Major global and local aggregators of biodiversity data.

Acronym	Mission	Funding; scope	Type of data	Volume of records (M)
ADBC	Advancing Digitization of Biodiversity Collections	US
ALA	Atlas of Living Australia. https://www.ala.org.au/	Australia	Observations, specimens	84.8
BOLD	Barcode of Life Database	Canada; global		7.76
DiSSCo	Distributed System of Scientific Collections; digitization and databasing of european specimen collections	Europe	Specimens	1500
eBird	Citizen science: the world largest biodiversity-related citizen science project, gathering information on bird sightings, archive it, and “freely share it to power new data-driven approaches to science, conservation and education.” https://ebird.org/home	Global	Observations	100 ‘yearly’
EOL	Encyclopedia of Life; Global access to knowledge about life on Earth	Australia, Egypt, US; global	Species descriptions	<1,9
GBIF	Global Biodiversity Information Facility	Global	Observations, specimens	1300
GGBN	Global Genome Biodiversity Network	Global	DNA, tissues, environmental samples	3.8
GloBI	Global Biotic Interactions; species interaction data by combining existing open datasets. https://www.globalbioticinteractions.org/	US; global	Species interaction data e.g., predator–prey, pollinator-plant, pathogen-host, parasite-host	>0.7
HOLOS	Berkeley Ecoinformatics Engine: accessing and visualizing integrated biological and environmental datasets to address questions of global change biology. https://holos.berkeley.edu/	US; global	Different kinds of biological and environmental datasets	n.a.
iBOL	International Barcode of Life; extending BOLD’s coverage. iBOL’s forthcoming BIOSCAN will activate a biomonitoring system for half the world’s ecoregions, metabarcoding assemblages and studying species interactions from 2,500 sites. https://iBOL.org	Canada; global	DNA barcodes and metadata	see BOLD
IDEA	Island Digital Ecosystem Avatar; place-based systems ecology for building simulations of social-ecological systems	US; Moorea	Specimens, observations	?
iDigBio	Integrated Digitized Biocollections; digitisation and databasing of US specimen collections	US	Specimens	117.5
iNaturalist	Citizen science: one of the world’s most popular nature apps, sharing observations globally; https://www.inaturalist.org/	US; global	Observations	<1
LifeWatch	Biodiversity research, -management and -conservation priority setting	Europe	Research tools	n.a.
iSpot	Citizen science: experts helping citizen community to identify its wildlife observations. https://www.ispotnature.org/	UK; global	Species identifications	0.030
MoL	Map of Life; providing species range and dynamics information and species lists for any geographic area. https://mol.org/	Global	Occurrences, observations	8.8
NCBI	National Center for Biotechnology Information	Global	Nucleotide and amino acid sequences; genome annotations	0.37 species covered
NEON	National Ecological Observatory Network; continental-scale environmental data, infrastructure for research, educational tools to work with large data. https://www.neonscience.org/	US	Observations	?
OToL	Open Tree of Life; construct a comprehensive, dynamic and digitally-available tree of life by synthesizing published phylogenetic trees along with taxonomic data. https://tree.opentreeoflife.org/	US; global	Phylogenetic trees and taxonomies	2.6 OTU’s in taxonomy
Traitbase	Ecological species characteristics, individual level species information. https://traitbase.info/whatis	Spain; global	Specific characteristics e.g., body size, diet or fecundity	?

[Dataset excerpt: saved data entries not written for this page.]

use crate::types::offsets::{read_offsets, write_offset};
use crate::types::SszType;
use crate::value::Value;
use crate::{Error, ErrorKind, BYTES_PER_LENGTH_OFFSET};
use ethereum_types::H256;
use ssz_merkle::merkleize;

/// A named container field.
#[derive(Clone, Debug, PartialEq)]
pub struct Field {
    pub name: String,
    pub ty: SszType,
}

impl Field {
    pub fn new(name: &str, ty: SszType) -> Self {
        Self {
            name: name.to_string(),
            ty,
        }
    }
}

/// A heterogeneous record with a declared field order.
///
/// Construction walks the field list once and precomputes the layout:
/// the byte range of every fixed-size field, the offset-slot position
/// of every variable-size field and the end of the fixed region. The
/// codec paths then never re-derive the layout.
#[derive(Clone, Debug, PartialEq)]
pub struct ContainerType {
    name: String,
    fields: Vec<Field>,
    fixed_ranges: Vec<(usize, usize)>,
    variable_slots: Vec<usize>,
    fixed_end: usize,
}

impl ContainerType {
    pub(crate) fn new(name: &str, fields: Vec<Field>) -> Result<Self, Error> {
        if fields.is_empty() {
            return Err(ErrorKind::ZeroLength.into());
        }

        let mut fixed_ranges = vec![];
        let mut variable_slots = vec![];
        let mut offset = 0;

        for field in &fields {
            if field.ty.is_variable_size() {
                variable_slots.push(offset);
                offset += BYTES_PER_LENGTH_OFFSET;
            } else {
                let size = field.ty.fixed_size();
                fixed_ranges.push((offset, offset + size));
                offset += size;
            }
        }

        Ok(Self {
            name: name.to_string(),
            fields,
            fixed_ranges,
            variable_slots,
            fixed_end: offset,
        })
    }

    pub fn fields(&self) -> &[Field] {
        &self.fields
    }

    /// Index of the field called `name` in declared order, which is
    /// also its position inside a `Value::Record`.
    pub fn field_index(&self, name: &str) -> Option<usize> {
        self.fields.iter().position(|f| f.name == name)
    }

    pub(crate) fn name(&self) -> String {
        format!("Container[{}]", self.name)
    }

    pub(crate) fn default_value(&self) -> Value {
        Value::Record(self.fields.iter().map(|f| f.ty.default_value()).collect())
    }

    pub(crate) fn is_variable_size(&self) -> bool {
        self.fields.iter().any(|f| f.ty.is_variable_size())
    }

    pub(crate) fn fixed_size(&self) -> usize {
        if self.is_variable_size() {
            0
        } else {
            self.fixed_end
        }
    }

    fn check<'a>(&self, value: &'a Value) -> Result<&'a [Value], Error> {
        let values = value.expect_record()?;
        if values.len() != self.fields.len() {
            return Err(ErrorKind::LengthMismatch {
                len: values.len(),
                expected: self.fields.len(),
            }
            .into());
        }
        Ok(values)
    }

    pub(crate) fn size(&self, value: &Value) -> Result<usize, Error> {
        let values = self.check(value)?;

        let mut size = 0;
        for (field, value) in self.fields.iter().zip(values) {
            if field.ty.is_variable_size() {
                size += BYTES_PER_LENGTH_OFFSET + field.ty.size(value)?;
            } else {
                size += field.ty.fixed_size();
            }
        }
        Ok(size)
    }

    pub(crate) fn serialize_to(
        &self,
        value: &Value,
        buf: &mut [u8],
        start: usize,
    ) -> Result<(), Error> {
        let values = self.check(value)?;

        let mut fixed_ix = 0;
        let mut variable_ix = 0;
        let mut variable_index = self.fixed_end;

        for (field, value) in self.fields.iter().zip(values) {
            if field.ty.is_variable_size() {
                let size = field.ty.size(value)?;
                write_offset(buf, start + self.variable_slots[variable_ix], variable_index)?;
                field.ty.serialize_to(value, buf, start + variable_index)?;
                variable_index += size;
                variable_ix += 1;
            } else {
                field.ty.serialize_to(value, buf, start + self.fixed_ranges[fixed_ix].0)?;
                fixed_ix += 1;
            }
        }

        Ok(())
    }

    pub(crate) fn deserialize_from(
        &self,
        bytes: &[u8],
        start: usize,
        end: usize,
    ) -> Result<Value, Error> {
        let total = end - start;

        if !self.is_variable_size() {
            if total != self.fixed_end {
                return Err(ErrorKind::LengthMismatch {
                    len: total,
                    expected: self.fixed_end,
                }
                .into());
            }
        }

        // The first offset must equal the fixed-region end and no
        // offset may exceed the total, so a buffer shorter than the
        // fixed region cannot pass this stage.
        let offsets = read_offsets(bytes, start, end, &self.variable_slots, self.fixed_end)?;

        let mut fixed_ix = 0;
        let mut variable_ix = 0;
        let mut values = Vec::with_capacity(self.fields.len());

        for field in &self.fields {
            let (field_start, field_end) = if field.ty.is_variable_size() {
                let segment_start = offsets[variable_ix];
                let segment_end = offsets.get(variable_ix + 1).copied().unwrap_or(total);
                variable_ix += 1;
                (segment_start, segment_end)
            } else {
                let range = self.fixed_ranges[fixed_ix];
                fixed_ix += 1;
                range
            };

            values.push(field.ty.deserialize_from(bytes, start + field_start, start + field_end)?);
        }

        Ok(Value::Record(values))
    }

    pub(crate) fn hash_tree_root(&self, value: &Value) -> Result<H256, Error> {
        let values = self.check(value)?;

        let mut roots = Vec::with_capacity(self.fields.len());
        for (field, value) in self.fields.iter().zip(values) {
            roots.push(field.ty.hash_tree_root(value)?);
        }

        Ok(merkleize(&roots, roots.len()))
    }
}

#[cfg(test)]
mod tests {
    use super::*;
    use crate::SszType;
    use ssz_merkle::{hash_concat, mix_in_length, pack};

    fn block_type() -> SszType {
        SszType::container(
            "Block",
            vec![
                Field::new("a", SszType::uint16()),
                Field::new("b", SszType::list(SszType::uint16(), 1024).unwrap()),
                Field::new("c", SszType::uint8()),
            ],
        )
        .unwrap()
    }

    fn block_value() -> Value {
        Value::Record(vec![
            Value::Uint(0xaabb),
            Value::Sequence(vec![Value::Uint(0x1111), Value::Uint(0x2222)]),
            Value::Uint(0x77),
        ])
    }

    #[test]
    fn test_mixed_fields_layout() {
        let bytes = block_type().serialize(&block_value()).unwrap();
        assert_eq!(
            bytes,
            vec![0xbb, 0xaa, 0x07, 0x00, 0x00, 0x00, 0x77, 0x11, 0x11, 0x22, 0x22]
        );
    }

    #[test]
    fn test_mixed_fields_round_trip() {
        let ty = block_type();
        let value = block_value();

        let bytes = ty.serialize(&value).unwrap();
        assert_eq!(ty.deserialize(&bytes).unwrap(), value);
    }

    #[test]
    fn test_fixed_container_exact_length() {
        let ty = SszType::container(
            "Pair",
            vec![
                Field::new("x", SszType::uint16()),
                Field::new("y", SszType::bool()),
            ],
        )
        .unwrap();

        assert!(!ty.is_variable_size());
        assert_eq!(ty.fixed_size(), 3);

        let bytes = [22, 0, 1];
        let value = ty.deserialize(&bytes).unwrap();
        assert_eq!(
            value,
            Value::Record(vec![Value::Uint(22), Value::Bool(true)])
        );

        assert!(ty.deserialize(&[22, 0]).is_err());
        assert!(ty.deserialize(&[22, 0, 1, 0]).is_err());
    }

    #[test]
    fn test_variable_container_fixed_size_is_zero() {
        assert!(block_type().is_variable_size());
        assert_eq!(block_type().fixed_size(), 0);
    }

    #[test]
    fn test_equal_offsets_rejected() {
        let ty = SszType::container(
            "TwoLists",
            vec![
                Field::new("a", SszType::byte_list(8).unwrap()),
                Field::new("b", SszType::byte_list(8).unwrap()),
            ],
        )
        .unwrap();

        // Both offsets point at byte 8.
        let payload = [8, 0, 0, 0, 8, 0, 0, 0, 0xaa];
        assert_eq!(
            ty.deserialize(&payload).unwrap_err().kind(),
            &ErrorKind::InvalidOffset { offset: 8 }
        );
    }

    #[test]
    fn test_first_offset_must_equal_fixed_end() {
        let ty = block_type();

        // Fixed region ends at 7; claim the payload starts at 8.
        let payload = [0xbb, 0xaa, 0x08, 0x00, 0x00, 0x00, 0x77, 0x00, 0x11, 0x11];
        assert_eq!(
            ty.deserialize(&payload).unwrap_err().kind(),
            &ErrorKind::InvalidOffset { offset: 8 }
        );
    }

    #[test]
    fn test_truncated_fixed_region() {
        let ty = block_type();
        assert!(ty.deserialize(&[0xbb, 0xaa, 0x07]).is_err());
    }

    #[test]
    fn test_nested_error_carries_type_trail() {
        let ty = block_type();
        let bad = Value::Record(vec![
            Value::Uint(1),
            Value::Sequence(vec![Value::Bool(true)]),
            Value::Uint(2),
        ]);

        let err = ty.serialize(&bad).unwrap_err();
        let trail: Vec<&str> = err.trail().collect();
        assert_eq!(trail, vec!["Container[Block]", "List[uint16, 1024]", "uint16"]);
    }

    #[test]
    fn test_field_index() {
        match block_type() {
            SszType::Container(container) => {
                assert_eq!(container.field_index("b"), Some(1));
                assert_eq!(container.field_index("missing"), None);
            }
            _ => unreachable!(),
        }
    }

    #[test]
    fn test_hash_tree_root_over_field_roots() {
        let ty = SszType::container(
            "Pair",
            vec![
                Field::new("x", SszType::uint64()),
                Field::new("y", SszType::byte_list(32).unwrap()),
            ],
        )
        .unwrap();
        let value = Value::Record(vec![Value::Uint(3), Value::Bytes(vec![0xaa])]);

        let x_root = SszType::uint64().hash_tree_root(&Value::Uint(3)).unwrap();
        let y_root = mix_in_length(merkleize(&pack(&[0xaa]), 1), 1);
        assert_eq!(
            ty.hash_tree_root(&value).unwrap(),
            hash_concat(x_root, y_root)
        );
    }

    #[test]
    fn test_default_value() {
        let value = block_type().default_value();
        assert_eq!(
            value,
            Value::Record(vec![
                Value::Uint(0),
                Value::Sequence(vec![]),
                Value::Uint(0),
            ])
        );
    }
}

The need for continued and comprehensive collecting

Continued field collecting ensures that museum specimens and data will be accessible for future generations and secures future access to time series of specimens, collected continuously over decades or even hundreds of years. These long-term archives provide valuable and unique information (Graham et al., 2004) on changes in species composition in environments and habitats, due to factors such as climate change, human-mediated nitrogen deposition, or other anthropogenic activities (Meineke et al., 2019; Meineke & Davies, 2019). An example is a large survey and collection of marine invertebrates from the Swedish west coast from the 1920’s and 30’s conducted by the Gothenburg Natural History museum, in which the exact sample locations could be deduced, and consequently revisited during a new survey in the 2000’s, revealing a 60% loss of biodiversity (Obst et al., 2017). Indeed, specimens collected by researchers 200 years in the past can be compared with contemporary (and future) sampling—as long as these collections and institutions persist.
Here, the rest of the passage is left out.